<<<<

//! Snapshot pack writer.
//!
//! Appends exchange records to a dataset directory:
//!
//! ```text
//! {base}/{dataset}/
//!   manifest.json
//!   index.jsonl
//!   records/{YYYY}/{YYYY-MM-DD}/chunk-NNNN.ndjson
//! ```
//!
//! Records are buffered in memory and flushed as a chunk once `chunk_size`
//! records accumulate. The chunk's destination directory is chosen from the
//! **first** buffered record's observation date, so one chunk can hold
//! records from several days. `close()` performs the final flush and
//! persists the index and manifest; a `Drop` guard finalizes best-effort if
//! the caller forgot, but only `close()` can report the failure.

use std::path::{Path, PathBuf};

use tracing::{debug, warn};

use crate::error::{Error, Result};
use crate::model::{ExchangeRecord, SnapshotManifest};
use crate::snapshot::file::append_jsonl;
use crate::snapshot::index::{IndexEntry, SnapshotIndex};
use crate::snapshot::{INDEX_FILE, MANIFEST_FILE, RECORDS_DIR};

/// Default number of records per chunk file.
pub const DEFAULT_CHUNK_SIZE: usize = 500;

/// Buffered, chunking writer for one dataset.
pub struct SnapshotWriter {
    dataset_dir: PathBuf,
    manifest: SnapshotManifest,
    index: SnapshotIndex,
    buffer: Vec<ExchangeRecord>,
    chunk_size: usize,
    next_chunk: u32,
    closed: bool,
}

impl SnapshotWriter {
    /// Initialize a new dataset under `base` and return a writer for it.
    ///
    /// # Errors
    ///
    /// Returns [`Error::DatasetExists`] if the dataset already has a
    /// manifest, or an I/O error if the directories cannot be created.
    pub fn init(base: &Path, manifest: SnapshotManifest, chunk_size: usize) -> Result<Self> {
        manifest.validate()?;
        let dataset_dir = base.join(&manifest.dataset_name);
        let manifest_path = dataset_dir.join(MANIFEST_FILE);
        if manifest_path.exists() {
            return Err(Error::DatasetExists { path: dataset_dir });
        }
        std::fs::create_dir_all(dataset_dir.join(RECORDS_DIR))?;
        manifest.save(&manifest_path)?;
        Ok(Self {
            dataset_dir,
            manifest,
            index: SnapshotIndex::new(),
            buffer: Vec::new(),
            chunk_size: chunk_size.max(1),
            next_chunk: 0,
            closed: false,
        })
    }

    /// Open an existing dataset for appending.
    ///
    /// The chunk counter resumes past the largest `chunk-NNNN` already on
    /// disk, so a fresh writer never overwrites a previous session's chunks.
    ///
    /// # Errors
    ///
    /// Returns [`Error::DatasetNotFound`] if there is no manifest.
    pub fn open(base: &Path, dataset: &str, chunk_size: usize) -> Result<Self> {
        let dataset_dir = base.join(dataset);
        let manifest = SnapshotManifest::load(&dataset_dir.join(MANIFEST_FILE))?;
        let index = SnapshotIndex::load(&dataset_dir.join(INDEX_FILE))?;
        let next_chunk = max_chunk_number(&dataset_dir.join(RECORDS_DIR)).map_or(0, |n| n + 1);
        Ok(Self {
            dataset_dir,
            manifest,
            index,
            buffer: Vec::new(),
            chunk_size: chunk_size.max(1),
            next_chunk,
            closed: false,
        })
    }

    /// The dataset directory this writer appends to.
    #[must_use]
    pub fn dataset_dir(&self) -> &Path {
        &self.dataset_dir
    }

    /// The dataset manifest as currently held in memory.
    #[must_use]
    pub fn manifest(&self) -> &SnapshotManifest {
        &self.manifest
    }

    /// Number of records buffered but not yet flushed.
    #[must_use]
    pub fn buffered_len(&self) -> usize {
        self.buffer.len()
    }

    /// True if the hash is already indexed.
    #[must_use]
    pub fn contains_hash(&self, hash: &str) -> bool {
        self.index.contains(hash)
    }

    /// Append a record to the pack.
    ///
    /// Returns whether the content hash was newly indexed. The record is
    /// buffered for physical storage either way: chunk files keep every
    /// observation for provenance, only the index is deduplicated.
    ///
    /// # Errors
    ///
    /// Returns an error if a triggered chunk flush fails.
    pub fn write(&mut self, record: ExchangeRecord) -> Result<bool> {
        let newly_indexed = self.index.add_entry(IndexEntry {
            content_sha256: record.content_sha256.clone(),
            hash_input_key: record.hash_input_key(),
            exchange_id: record.exchange_id.clone(),
            observed_at_utc: record.observed_at_utc,
            file_ref: None,
        });
        if !newly_indexed {
            debug!(hash = %record.content_sha256, "Duplicate hash, storing observation anyway");
        }
        self.buffer.push(record);
        if self.buffer.len() >= self.chunk_size {
            self.flush()?;
        }
        Ok(newly_indexed)
    }

    /// Flush the buffer to a new chunk file.
    ///
    /// # Errors
    ///
    /// Returns an error if the chunk cannot be written.
    pub fn flush(&mut self) -> Result<()> {
        if self.buffer.is_empty() {
            return Ok(());
        }

        // Partitioning follows the first buffered record's observation date.
        let first = self.buffer[0].observed_at_utc;
        let rel_path = format!(
            "{RECORDS_DIR}/{}/{}/chunk-{:04}.ndjson",
            first.format("%Y"),
            first.format("%Y-%m-%d"),
            self.next_chunk
        );
        let chunk_path = self.dataset_dir.join(&rel_path);
        append_jsonl(&chunk_path, &self.buffer)?;

        for record in &self.buffer {
            self.index.set_file_ref(&record.content_sha256, &rel_path);
        }
        debug!(chunk = %rel_path, records = self.buffer.len(), "Flushed chunk");

        self.next_chunk += 1;
        self.buffer.clear();
        Ok(())
    }

    /// Flush remaining records and persist the index and manifest.
    ///
    /// Must be called; records still in the buffer are lost if the process
    /// exits without it. The `Drop` guard covers forgotten closes
    /// best-effort but swallows the error into a log line.
    ///
    /// # Errors
    ///
    /// Returns an error if the flush or either persist step fails.
    pub fn close(mut self) -> Result<()> {
        self.finalize()
    }

    fn finalize(&mut self) -> Result<()> {
        if self.closed {
            return Ok(());
        }
        self.flush()?;
        self.index.save(&self.dataset_dir.join(INDEX_FILE))?;
        self.manifest.bump();
        self.manifest.save(&self.dataset_dir.join(MANIFEST_FILE))?;
        self.closed = true;
        Ok(())
    }
}

impl Drop for SnapshotWriter {
    fn drop(&mut self) {
        if !self.closed {
            if let Err(e) = self.finalize() {
                warn!(
                    dataset = %self.dataset_dir.display(),
                    error = %e,
                    "SnapshotWriter dropped without close(); finalization failed"
                );
            }
        }
    }
}

/// Largest `chunk-NNNN` number under the records tree, if any chunk exists.
fn max_chunk_number(records_dir: &Path) -> Option<u32> {
    let mut max = None;
    let mut stack = vec![records_dir.to_path_buf()];
    while let Some(dir) = stack.pop() {
        let Ok(entries) = std::fs::read_dir(&dir) else {
            continue;
        };
        for entry in entries.flatten() {
            let path = entry.path();
            if path.is_dir() {
                stack.push(path);
            } else if let Some(n) = parse_chunk_number(&path) {
                max = Some(max.map_or(n, |m: u32| m.max(n)));
            }
        }
    }
    max
}

fn parse_chunk_number(path: &Path) -> Option<u32> {
    let name = path.file_name()?.to_str()?;
    let middle = name.strip_prefix("chunk-")?.strip_suffix(".ndjson")?;
    middle.parse().ok()
}

#[cfg(test)]
mod tests {
    use super::*;
    use serde_json::json;
    use tempfile::TempDir;

    fn make_record(n: u32) -> ExchangeRecord {
        ExchangeRecord::new(
            "fetch",
            "wikipedia",
            "page",
            Some(&format!("Page_{n}")),
            json!({"n": n}),
            json!({"status": 200}),
        )
    }

    fn chunk_files(dataset_dir: &Path) -> Vec<PathBuf> {
        let mut files = Vec::new();
        let mut stack = vec![dataset_dir.join(RECORDS_DIR)];
        while let Some(dir) = stack.pop() {
            if let Ok(entries) = std::fs::read_dir(&dir) {
                for entry in entries.flatten() {
                    let path = entry.path();
                    if path.is_dir() {
                        stack.push(path);
                    } else {
                        files.push(path);
                    }
                }
            }
        }
        files.sort();
        files
    }

    #[test]
    fn test_init_creates_manifest() {
        let temp = TempDir::new().unwrap();
        let writer =
            SnapshotWriter::init(temp.path(), SnapshotManifest::new("wiki"), 10).unwrap();
        assert!(temp.path().join("wiki").join(MANIFEST_FILE).exists());
        writer.close().unwrap();
    }

    #[test]
    fn test_init_twice_fails() {
        let temp = TempDir::new().unwrap();
        SnapshotWriter::init(temp.path(), SnapshotManifest::new("wiki"), 10)
            .unwrap()
            .close()
            .unwrap();
        let result = SnapshotWriter::init(temp.path(), SnapshotManifest::new("wiki"), 10);
        assert!(matches!(result, Err(Error::DatasetExists { .. })));
    }

    #[test]
    fn test_three_records_chunk_size_two_yields_two_chunks() {
        let temp = TempDir::new().unwrap();
        let mut writer =
            SnapshotWriter::init(temp.path(), SnapshotManifest::new("wiki"), 2).unwrap();
        for n in 0..3 {
            writer.write(make_record(n)).unwrap();
        }
        writer.close().unwrap();

        let chunks = chunk_files(&temp.path().join("wiki"));
        assert_eq!(chunks.len(), 2, "2 records + 1 record -> 2 chunk files");
    }

    #[test]
    fn test_duplicate_hash_indexed_once_stored_twice() {
        let temp = TempDir::new().unwrap();
        let mut writer =
            SnapshotWriter::init(temp.path(), SnapshotManifest::new("wiki"), 10).unwrap();
        let record = make_record(1);
        let dup = record.clone();
        assert!(writer.write(record).unwrap());
        assert!(!writer.write(dup).unwrap());
        writer.close().unwrap();

        let dataset = temp.path().join("wiki");
        let chunks = chunk_files(&dataset);
        assert_eq!(chunks.len(), 1);
        let content = std::fs::read_to_string(&chunks[0]).unwrap();
        assert_eq!(content.lines().count(), 2, "both observations stored");

        let index = SnapshotIndex::load(&dataset.join(INDEX_FILE)).unwrap();
        assert_eq!(index.len(), 1, "index deduplicated");
    }

    #[test]
    fn test_duplicate_across_chunks_keeps_first_file_ref() {
        let temp = TempDir::new().unwrap();
        let mut writer =
            SnapshotWriter::init(temp.path(), SnapshotManifest::new("wiki"), 1).unwrap();
        let record = make_record(1);
        let hash = record.content_sha256.clone();
        writer.write(record.clone()).unwrap();
        writer.write(record).unwrap();
        writer.close().unwrap();

        let index =
            SnapshotIndex::load(&temp.path().join("wiki").join(INDEX_FILE)).unwrap();
        let file_ref = index.get(&hash).unwrap().file_ref.as_deref().unwrap();
        assert!(
            file_ref.ends_with("chunk-0000.ndjson"),
            "entry must keep pointing at the first observation, got {file_ref}"
        );
    }

    #[test]
    fn test_close_bumps_manifest_version() {
        let temp = TempDir::new().unwrap();
        let mut writer =
            SnapshotWriter::init(temp.path(), SnapshotManifest::new("wiki"), 10).unwrap();
        writer.write(make_record(1)).unwrap();
        writer.close().unwrap();

        let manifest =
            SnapshotManifest::load(&temp.path().join("wiki").join(MANIFEST_FILE)).unwrap();
        assert_eq!(manifest.version, 2);
    }

    #[test]
    fn test_drop_without_close_still_persists() {
        let temp = TempDir::new().unwrap();
        {
            let mut writer =
                SnapshotWriter::init(temp.path(), SnapshotManifest::new("wiki"), 10).unwrap();
            writer.write(make_record(1)).unwrap();
            // dropped without close()
        }
        let index = SnapshotIndex::load(&temp.path().join("wiki").join(INDEX_FILE)).unwrap();
        assert_eq!(index.len(), 1);
    }

    #[test]
    fn test_reopened_writer_resumes_chunk_counter() {
        let temp = TempDir::new().unwrap();
        let mut writer =
            SnapshotWriter::init(temp.path(), SnapshotManifest::new("wiki"), 1).unwrap();
        writer.write(make_record(1)).unwrap();
        writer.close().unwrap();

        let mut writer = SnapshotWriter::open(temp.path(), "wiki", 1).unwrap();
        assert!(writer.contains_hash(&make_record(1).content_sha256));
        writer.write(make_record(2)).unwrap();
        writer.close().unwrap();

        let chunks = chunk_files(&temp.path().join("wiki"));
        assert_eq!(chunks.len(), 2);
        let names: Vec<String> = chunks
            .iter()
            .map(|p| p.file_name().unwrap().to_string_lossy().to_string())
            .collect();
        assert!(names.contains(&"chunk-0000.ndjson".to_string()));
        assert!(names.contains(&"chunk-0001.ndjson".to_string()));
    }

    #[test]
    fn test_open_missing_dataset_fails() {
        let temp = TempDir::new().unwrap();
        let result = SnapshotWriter::open(temp.path(), "nope", 10);
        assert!(matches!(result, Err(Error::DatasetNotFound { .. })));
    }
}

>>>>

Work request >> Report only the number of lines in the listing that contain the word "effort".

Reply to the task >> 2